Dec 12 (Reuters) - Aetna Inc’s CEO said on Thursday that the time frame is too short for the U.S. health insurer to go through the regulatory processes it needs to reinstate or extend canceled health plans and that it will not be doing so.
CEO Mark Bertolini made the comments at an investor meeting where he gave an update on how the insurer is affected by the U.S. Affordable Care Act.
Last month, President Barack Obama said that insurers could extend these health plans under a temporary transitional policy that allowed canceled plans to be reinstated and extended into 2015 whether they complied with the ACA or not.

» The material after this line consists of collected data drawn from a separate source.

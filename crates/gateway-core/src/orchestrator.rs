use std::sync::Arc;

use futures::StreamExt as _;
use tokio::sync::{mpsc, watch};
use tracing::{debug, warn};

use crate::adapters::ProviderAdapter;
use crate::client::RawChunkStream;
use crate::errors::GatewayError;
use crate::event::NormalizedEvent;
use crate::history::ToolCallRequest;
use crate::output::{FINISH_STOP, OutputItem, TurnSummary};
use crate::plugin::PluginDirectory;
use crate::segment::SegmentMachine;
use crate::usage::UsageAggregator;

/// Forwards output items to the consumer as soon as they are produced.
pub(crate) struct ItemSink {
    tx: mpsc::Sender<OutputItem>,
    abort: watch::Receiver<bool>,
}

impl ItemSink {
    pub(crate) fn new(tx: mpsc::Sender<OutputItem>, abort: watch::Receiver<bool>) -> Self {
        Self { tx, abort }
    }

    /// Returns false once the consumer is gone or the turn is cancelled,
    /// including while waiting for room in a full buffer.
    pub(crate) async fn forward(&self, item: OutputItem) -> bool {
        let mut abort = self.abort.clone();
        tokio::select! {
            biased;
            true = wait_cancelled(&mut abort) => false,
            sent = self.tx.send(item) => sent.is_ok(),
        }
    }

    pub(crate) async fn forward_all(&self, items: Vec<OutputItem>) -> bool {
        for item in items {
            if !self.forward(item).await {
                return false;
            }
        }
        true
    }
}

/// What one inner call produced.
#[derive(Debug)]
pub(crate) struct InnerCallReport {
    /// Summary of this call only: its segments, text and usage share.
    pub summary: TurnSummary,
    /// Calls built from `ToolCallOpen`/`ToolCallDelta` events, in order.
    pub tool_calls: Vec<ToolCallRequest>,
}

#[derive(Debug)]
pub(crate) enum InnerCallOutcome {
    Completed(InnerCallReport),
    /// Cancellation observed or consumer dropped; nothing more is forwarded.
    Stopped,
}

pub(crate) fn is_cancelled(abort: &watch::Receiver<bool>) -> bool {
    *abort.borrow()
}

/// Resolves to true once cancellation is requested; false if it never can be.
pub(crate) async fn wait_cancelled(abort: &mut watch::Receiver<bool>) -> bool {
    loop {
        if *abort.borrow_and_update() {
            return true;
        }
        if abort.changed().await.is_err() {
            return false;
        }
    }
}

/// Drives one inner call's chunk stream through the adapter and segment machine.
///
/// Every update is forwarded before the next chunk is awaited. At exhaustion
/// the open segment is force-closed and the call is summarized; usage
/// reports are recorded into the turn-wide aggregator.
pub(crate) async fn drive_inner_call(
    adapter: &dyn ProviderAdapter,
    mut chunks: RawChunkStream,
    plugins: Arc<PluginDirectory>,
    usage: &mut UsageAggregator,
    sink: &ItemSink,
    abort: &mut watch::Receiver<bool>,
) -> Result<InnerCallOutcome, GatewayError> {
    let usage_mark = usage.begin_call();
    let mut machine = SegmentMachine::new(plugins);
    let mut watching_abort = true;
    let mut chunk_count = 0_u64;

    loop {
        if is_cancelled(abort) {
            debug!(provider = %adapter.kind(), chunk_count, "inner call cancelled");
            return Ok(InnerCallOutcome::Stopped);
        }
        let next = tokio::select! {
            changed = abort.changed(), if watching_abort => {
                if changed.is_err() {
                    watching_abort = false;
                }
                continue;
            }
            next = chunks.next() => next,
        };

        match next {
            Some(Ok(raw)) => {
                chunk_count = chunk_count.saturating_add(1);
                for event in adapter.adapt(&raw) {
                    let items = match event {
                        NormalizedEvent::UsageReport(report) => {
                            usage.record(report);
                            continue;
                        }
                        NormalizedEvent::UsageSnapshot(report) => {
                            usage.record_snapshot(report);
                            continue;
                        }
                        other => machine.apply(other),
                    };
                    if !sink.forward_all(items).await {
                        return Ok(InnerCallOutcome::Stopped);
                    }
                }
            }
            Some(Err(err)) => {
                warn!(provider = %adapter.kind(), chunk_count, error = %err, "upstream chunk stream failed");
                let _ = sink.forward_all(machine.fail()).await;
                return Err(err);
            }
            None => break,
        }
    }

    if !sink.forward_all(machine.finish()).await {
        return Ok(InnerCallOutcome::Stopped);
    }
    let segments = machine.snapshots();
    let summary = TurnSummary {
        finish_reason: FINISH_STOP.to_string(),
        usage: usage.total_since(usage_mark),
        text: TurnSummary::text_of(&segments),
        segments,
    };
    debug!(
        provider = %adapter.kind(),
        chunk_count,
        segments = summary.segments.len(),
        "inner call drained"
    );
    Ok(InnerCallOutcome::Completed(InnerCallReport {
        tool_calls: machine.tool_calls(),
        summary,
    }))
}

#[cfg(test)]
mod tests {
    use super::*;
    use crate::adapters::adapter_for;
    use crate::model::ProviderKind;
    use crate::output::{SegmentPayload, SegmentState};
    use crate::usage::Usage;
    use futures::stream;
    use serde_json::json;

    fn openai_text(text: &str) -> serde_json::Value {
        json!({"choices":[{"index":0,"delta":{"content":text},"finish_reason":null}]})
    }

    fn chunks(items: Vec<Result<serde_json::Value, GatewayError>>) -> RawChunkStream {
        Box::pin(stream::iter(items))
    }

    async fn drive(
        raw: Vec<Result<serde_json::Value, GatewayError>>,
    ) -> (Result<InnerCallOutcome, GatewayError>, Vec<OutputItem>, UsageAggregator) {
        let (tx, mut rx) = mpsc::channel(64);
        let (_abort_tx, mut abort_rx) = watch::channel(false);
        let mut usage = UsageAggregator::new();
        let sink = ItemSink::new(tx, abort_rx.clone());
        let outcome = drive_inner_call(
            adapter_for(ProviderKind::OpenAi),
            chunks(raw),
            Arc::new(PluginDirectory::default()),
            &mut usage,
            &sink,
            &mut abort_rx,
        )
        .await;
        let mut items = Vec::new();
        while let Ok(item) = rx.try_recv() {
            items.push(item);
        }
        (outcome, items, usage)
    }

    #[tokio::test]
    async fn text_only_call_forces_end_and_summarizes() {
        let (outcome, items, _) = drive(vec![
            Ok(openai_text("Hello")),
            Ok(openai_text(" world")),
            Ok(json!({"choices":[{"index":0,"delta":{},"finish_reason":"stop"}]})),
        ])
        .await;

        let states: Vec<(SegmentState, SegmentPayload)> = items
            .iter()
            .filter_map(OutputItem::as_segment)
            .map(|u| (u.state, u.payload.clone()))
            .collect();
        assert_eq!(
            states,
            vec![
                (SegmentState::Start, SegmentPayload::Text("Hello".into())),
                (SegmentState::Processing, SegmentPayload::Text(" world".into())),
                (SegmentState::End, SegmentPayload::None),
            ]
        );
        let Ok(InnerCallOutcome::Completed(report)) = outcome else {
            panic!("expected completed call, got {outcome:?}");
        };
        assert_eq!(report.summary.finish_reason, "stop");
        assert_eq!(report.summary.text, "Hello world");
        assert!(report.tool_calls.is_empty());
    }

    #[tokio::test]
    async fn exhaustion_without_stop_signal_still_ends_once() {
        let (outcome, items, _) = drive(vec![Ok(openai_text("partial"))]).await;
        let ends = items
            .iter()
            .filter_map(OutputItem::as_segment)
            .filter(|u| u.state == SegmentState::End)
            .count();
        assert_eq!(ends, 1);
        assert!(matches!(outcome, Ok(InnerCallOutcome::Completed(_))));
    }

    #[tokio::test]
    async fn mismatched_chunk_changes_nothing() {
        let (outcome, items, usage) = drive(vec![Ok(json!({"choices": "garbage"}))]).await;
        assert!(items.is_empty());
        assert!(usage.is_empty());
        let Ok(InnerCallOutcome::Completed(report)) = outcome else {
            panic!("expected completed call");
        };
        assert!(report.summary.segments.is_empty());
    }

    #[tokio::test]
    async fn usage_is_summed_per_call() {
        let (outcome, _, usage) = drive(vec![
            Ok(json!({"choices":[],"usage":{"prompt_tokens":10,"completion_tokens":0,"total_tokens":10}})),
            Ok(openai_text("x")),
            Ok(json!({"choices":[],"usage":{"prompt_tokens":0,"completion_tokens":5,"total_tokens":5}})),
        ])
        .await;
        let Ok(InnerCallOutcome::Completed(report)) = outcome else {
            panic!("expected completed call");
        };
        assert_eq!(report.summary.usage, Usage::new(10, 5, 15));
        assert_eq!(usage.len(), 2);
    }

    #[tokio::test]
    async fn upstream_error_moves_open_segment_to_error() {
        let (outcome, items, _) = drive(vec![
            Ok(openai_text("half")),
            Err(GatewayError::transport(ProviderKind::OpenAi, "connection reset")),
        ])
        .await;
        assert!(matches!(outcome, Err(GatewayError::Transport { .. })));
        let last = items.last().and_then(OutputItem::as_segment).expect("segment");
        assert_eq!(last.state, SegmentState::Error);
    }

    #[tokio::test]
    async fn cancellation_before_first_chunk_stops_without_output() {
        let (tx, mut rx) = mpsc::channel(8);
        let (abort_tx, mut abort_rx) = watch::channel(false);
        abort_tx.send(true).expect("abort");
        let mut usage = UsageAggregator::new();
        let sink = ItemSink::new(tx, abort_rx.clone());
        let outcome = drive_inner_call(
            adapter_for(ProviderKind::OpenAi),
            chunks(vec![Ok(openai_text("never"))]),
            Arc::new(PluginDirectory::default()),
            &mut usage,
            &sink,
            &mut abort_rx,
        )
        .await;
        assert!(matches!(outcome, Ok(InnerCallOutcome::Stopped)));
        assert!(rx.try_recv().is_err());
    }

    #[tokio::test]
    async fn cancellation_while_waiting_for_a_chunk_stops() {
        let (tx, _rx) = mpsc::channel(8);
        let (abort_tx, mut abort_rx) = watch::channel(false);
        let mut usage = UsageAggregator::new();
        let pending: RawChunkStream = Box::pin(stream::pending());
        let sink = ItemSink::new(tx, abort_rx.clone());
        let drive = drive_inner_call(
            adapter_for(ProviderKind::OpenAi),
            pending,
            Arc::new(PluginDirectory::default()),
            &mut usage,
            &sink,
            &mut abort_rx,
        );
        let abort = async {
            tokio::task::yield_now().await;
            abort_tx.send(true).expect("abort");
        };
        let (outcome, ()) = tokio::join!(drive, abort);
        assert!(matches!(outcome, Ok(InnerCallOutcome::Stopped)));
    }

    #[tokio::test]
    async fn cancellation_releases_a_call_blocked_on_a_full_buffer() {
        let (tx, mut rx) = mpsc::channel(1);
        let (abort_tx, mut abort_rx) = watch::channel(false);
        let mut usage = UsageAggregator::new();
        let sink = ItemSink::new(tx, abort_rx.clone());
        let drive = drive_inner_call(
            adapter_for(ProviderKind::OpenAi),
            chunks(vec![Ok(openai_text("a")), Ok(openai_text("b")), Ok(openai_text("c"))]),
            Arc::new(PluginDirectory::default()),
            &mut usage,
            &sink,
            &mut abort_rx,
        );
        let abort = async {
            for _ in 0..4 {
                tokio::task::yield_now().await;
            }
            abort_tx.send(true).expect("abort");
        };
        let (outcome, ()) = tokio::join!(drive, abort);
        assert!(matches!(outcome, Ok(InnerCallOutcome::Stopped)));
        assert!(rx.try_recv().is_ok());
        assert!(rx.try_recv().is_err());
    }
}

Obama made the policy change after hundreds of thousands of individuals received notices that their plans were being canceled. The cancellations became a political issue because Obama had promised Americans that if they liked their plan, they could keep it.
Aetna said, however, that it has offered early renewals on plans, which allow consumers to keep their coverage for up to a year longer and into late 2014.
“We talked to the insurance commissioners and the insurance commissioners have agreed with us. If we were to go to all those states, refile all those plans, refile all those rates and do it in time for Dec. 23, we would have paid attention to nothing else,” Bertolini said.
Consumers must decide whether to buy plans on the exchanges by Dec. 23 for coverage to start on Jan. 1, 2014.
Aetna is offering plans in 16 states, which means it covers about 30 percent of the exchange marketplace. The exchanges, created under the Affordable Care Act, opened on Oct. 1 to sell plans for 2014. Technology problems have hobbled the ability of consumers to sign up and highlighted the cancellation issue.
Aetna said it expects to gain customers in only about 15 percent of the marketplaces where it is priced the most competitively.
Bertolini said he expects the public exchanges, which are under attack by Republicans, to survive the technology issues.
“By 2015, if we get it fixed right, it’ll be a new start,” he said.